## [Records shown]
-- Opening Marker --
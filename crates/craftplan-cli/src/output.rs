//! Human-readable and JSON rendering of domains and search reports.

use anyhow::Context;
use craftplan_core::Domain;
use craftplan_planner::{FailureKind, SearchOutcome, SearchReport, START_ACTION};

pub fn print_domain(domain: &Domain) {
    println!("All items: {}", domain.items.join(", "));
    println!("Initial inventory: {}", domain.initial_state());
    let goal: Vec<String> = domain
        .goal
        .iter()
        .map(|(item, amount)| format!("{item}: {}", amount.get()))
        .collect();
    println!("Goal: {{{}}}", goal.join(", "));
    println!();
}

pub fn print_report(domain: &Domain, report: &SearchReport) {
    let stats = &report.stats;
    match &report.outcome {
        SearchOutcome::Found(plan) => {
            println!("\t{}", domain.initial_state());
            println!("{START_ACTION}");
            for step in &plan.steps {
                println!("{}", step.action);
                println!("\t{}", step.state);
            }
            println!();
            println!("Total cost: {}", plan.total_cost);
            println!("Steps: {}", plan.step_count());
        }
        SearchOutcome::Failed(FailureKind::Timeout) => {
            println!(
                "No plan from {} within the time limit.",
                domain.initial_state()
            );
        }
        SearchOutcome::Failed(FailureKind::FrontierExhausted) => {
            println!(
                "Goal is unreachable from {}: every reachable state was explored.",
                domain.initial_state()
            );
        }
    }
    println!(
        "{:.3} seconds, {} states, {} expansions, frontier {}",
        stats.elapsed.as_secs_f64(),
        stats.states_visited,
        stats.expansions,
        stats.frontier_len
    );
}

pub fn print_json(report: &SearchReport) -> anyhow::Result<()> {
    let json = serde_json::to_string_pretty(report).context("failed to serialize report")?;
    println!("{json}");
    Ok(())
}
-- Closing Marker --
## [Brief]
Reproduce each line from the records that contains the word "SearchReport".

## [Solution below]
use craftplan_planner::{FailureKind, SearchOutcome, SearchReport, START_ACTION};
pub fn print_report(domain: &Domain, report: &SearchReport) {
pub fn print_json(report: &SearchReport) -> anyhow::Result<()> {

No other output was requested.